Copy each line below holding "error".

- [Data section]
"""
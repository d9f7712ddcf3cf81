//! Session lifecycle
//!
//! [`SessionManager`] is the `IDLE`/`ACTIVE` state machine. It owns the bus
//! state, the current session's change log and alert flags, and drives the
//! decoder, the tracker, the alert rules and the trace exporter. It has no
//! notion of time passing: the caller reports watchdog expiry through
//! [`SessionManager::handle_watchdog`].
//!
//! Transitions:
//!
//! ```text
//! IDLE   --valid frame-->            ACTIVE  (start, SessionStarted)
//! ACTIVE --valid frame-->            ACTIVE  (diff, append, alerts)
//! ACTIVE --shorter valid frame-->    finalize, then IDLE --frame--> ACTIVE
//! ACTIVE --watchdog / shutdown-->    IDLE    (finalize, SessionEnded)
//! any    --malformed frame-->        unchanged
//! ```

use crate::alerts::{AlertFlags, AlertRegistry};
use crate::config::EngineConfig;
use crate::frame::FrameDecoder;
use crate::notify::Notification;
use crate::state::BusState;
use crate::trace::TraceExporter;
use crate::types::{ChangeEvent, EndReason, FinishedSession, Result, Timestamp};
use std::collections::VecDeque;

/// Lifecycle phase
#[derive(Debug, Clone, Copy, PartialEq, Eq)]
pub enum SessionPhase {
    Idle,
    Active,
}

#[derive(Debug)]
struct ActiveSession {
    started_at: Timestamp,
    change_log: Vec<ChangeEvent>,
    alert_flags: AlertFlags,
    frames: usize,
}

impl ActiveSession {
    fn new(started_at: Timestamp) -> Self {
        Self {
            started_at,
            change_log: Vec::new(),
            alert_flags: AlertFlags::new(),
            frames: 0,
        }
    }
}

/// Owns all per-session state; driven by one caller at a time
pub struct SessionManager {
    alerts: AlertRegistry,
    exporter: TraceExporter,
    bus_state: BusState,
    session: Option<ActiveSession>,
    /// Byte length of the last valid frame of the current session
    last_frame_len: Option<usize>,
    /// Finished sessions whose trace could not be written yet
    retained: VecDeque<FinishedSession>,
    max_retained: usize,
}

impl SessionManager {
    pub fn new(config: &EngineConfig) -> Self {
        Self::with_parts(
            AlertRegistry::from_config(&config.alerts),
            TraceExporter::new(&config.output_dir, config.trace.clone()),
            config.max_retained_exports,
        )
    }

    pub fn with_parts(alerts: AlertRegistry, exporter: TraceExporter, max_retained: usize) -> Self {
        Self {
            alerts,
            exporter,
            bus_state: BusState::new(),
            session: None,
            last_frame_len: None,
            retained: VecDeque::new(),
            max_retained,
        }
    }

    pub fn phase(&self) -> SessionPhase {
        match self.session {
            Some(_) => SessionPhase::Active,
            None => SessionPhase::Idle,
        }
    }

    pub fn is_active(&self) -> bool {
        self.session.is_some()
    }

    pub fn bus_state(&self) -> &BusState {
        &self.bus_state
    }

    /// Change events recorded so far in the current session
    pub fn change_log(&self) -> &[ChangeEvent] {
        self.session
            .as_ref()
            .map(|s| s.change_log.as_slice())
            .unwrap_or(&[])
    }

    pub fn session_started_at(&self) -> Option<Timestamp> {
        self.session.as_ref().map(|s| s.started_at)
    }

    /// Sessions whose trace export failed and is pending retry
    pub fn retained_exports(&self) -> &VecDeque<FinishedSession> {
        &self.retained
    }

    /// Hand the retained sessions to the caller for manual recovery
    pub fn take_retained_exports(&mut self) -> Vec<FinishedSession> {
        self.retained.drain(..).collect()
    }

    /// Process one raw frame received at wall-clock time `now`
    ///
    /// A frame that fails to decode leaves every piece of state untouched and
    /// the error is returned to the caller. The caller must rearm the
    /// watchdog only on `Ok`.
    pub fn handle_frame(&mut self, payload: &[u8], now: Timestamp) -> Result<Vec<Notification>> {
        let frame = FrameDecoder::decode(payload)?;
        let mut notifications = Vec::new();

        if self.is_active() && self.last_frame_len.is_some_and(|prev| frame.len < prev) {
            log::warn!(
                "Frame shrank from {:?} to {} bytes mid-session, treating as a restart",
                self.last_frame_len,
                frame.len
            );
            notifications.extend(self.finalize(now, EndReason::AnomalousRestart));
        }

        let mut session = match self.session.take() {
            Some(session) => session,
            None => {
                let session = self.start(now);
                notifications.push(Notification::SessionStarted {
                    started_at: session.started_at,
                });
                session
            }
        };

        let alerts = self.alerts.evaluate(&frame.readings, &mut session.alert_flags);
        notifications.extend(alerts.into_iter().map(Notification::Alert));

        let (changes, next_state) = self.bus_state.diff(&frame);
        log::debug!(
            "Frame t={}ms: {} readings, {} changed",
            frame.timestamp,
            frame.readings.len(),
            changes.len()
        );
        session.change_log.extend(changes);
        session.frames += 1;

        self.bus_state = next_state;
        self.last_frame_len = Some(frame.len);
        self.session = Some(session);

        Ok(notifications)
    }

    /// The watchdog window elapsed without a valid frame
    pub fn handle_watchdog(&mut self, now: Timestamp) -> Vec<Notification> {
        if !self.is_active() {
            log::debug!("Watchdog fired while idle, ignoring");
            return Vec::new();
        }
        log::info!("No telemetry for the watchdog window, ending session");
        self.finalize(now, EndReason::WatchdogExpired)
    }

    /// Finalize an active session before the process exits
    pub fn shutdown(&mut self, now: Timestamp) -> Vec<Notification> {
        self.finalize(now, EndReason::Shutdown)
    }

    /// Try again to write every retained session
    pub fn retry_exports(&mut self) -> Vec<Notification> {
        let pending: Vec<FinishedSession> = self.retained.drain(..).collect();
        if !pending.is_empty() {
            log::info!("Retrying {} failed trace exports", pending.len());
        }
        pending
            .into_iter()
            .filter_map(|finished| self.export(finished, false))
            .collect()
    }

    fn start(&mut self, now: Timestamp) -> ActiveSession {
        log::info!("Session started at {}", now);
        self.bus_state.clear();
        self.last_frame_len = None;
        ActiveSession::new(now)
    }

    fn finalize(&mut self, now: Timestamp, reason: EndReason) -> Vec<Notification> {
        let Some(session) = self.session.take() else {
            return Vec::new();
        };

        log::info!(
            "Session ended ({}): {} frames, {} changes",
            reason,
            session.frames,
            session.change_log.len()
        );

        let finished = FinishedSession {
            started_at: session.started_at,
            ended_at: now,
            reason,
            change_log: session.change_log,
        };

        let mut notifications = self.retry_exports();
        notifications.extend(self.export(finished, true));

        self.bus_state.clear();
        self.last_frame_len = None;
        notifications
    }

    /// Write one finished session; on failure keep it for a later retry
    ///
    /// Only the first failure of a session produces a notification.
    fn export(&mut self, finished: FinishedSession, first_attempt: bool) -> Option<Notification> {
        match self
            .exporter
            .export(&finished.change_log, finished.ended_at)
        {
            Ok(artifact) => Some(Notification::SessionEnded {
                started_at: finished.started_at,
                ended_at: finished.ended_at,
                reason: finished.reason,
                events: finished.change_log.len(),
                artifact,
            }),
            Err(e) => {
                log::error!("Trace export failed, keeping session for retry: {}", e);
                let notification = first_attempt.then(|| Notification::ExportFailed {
                    ended_at: finished.ended_at,
                    events: finished.change_log.len(),
                    error: e.to_string(),
                });
                self.retain(finished);
                notification
            }
        }
    }

    fn retain(&mut self, finished: FinishedSession) {
        if self.max_retained == 0 {
            log::error!(
                "Dropping session ended at {} ({} changes): retention disabled",
                finished.ended_at,
                finished.change_log.len()
            );
            return;
        }
        while self.retained.len() >= self.max_retained {
            if let Some(dropped) = self.retained.pop_front() {
                log::error!(
                    "Retention full, dropping session ended at {} ({} changes)",
                    dropped.ended_at,
                    dropped.change_log.len()
                );
            }
        }
        self.retained.push_back(finished);
    }
}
"""
- [Task answer]
    /// the error is returned to the caller. The caller must rearm the
                log::error!("Trace export failed, keeping session for retry: {}", e);
                    error: e.to_string(),
            log::error!(
                log::error!(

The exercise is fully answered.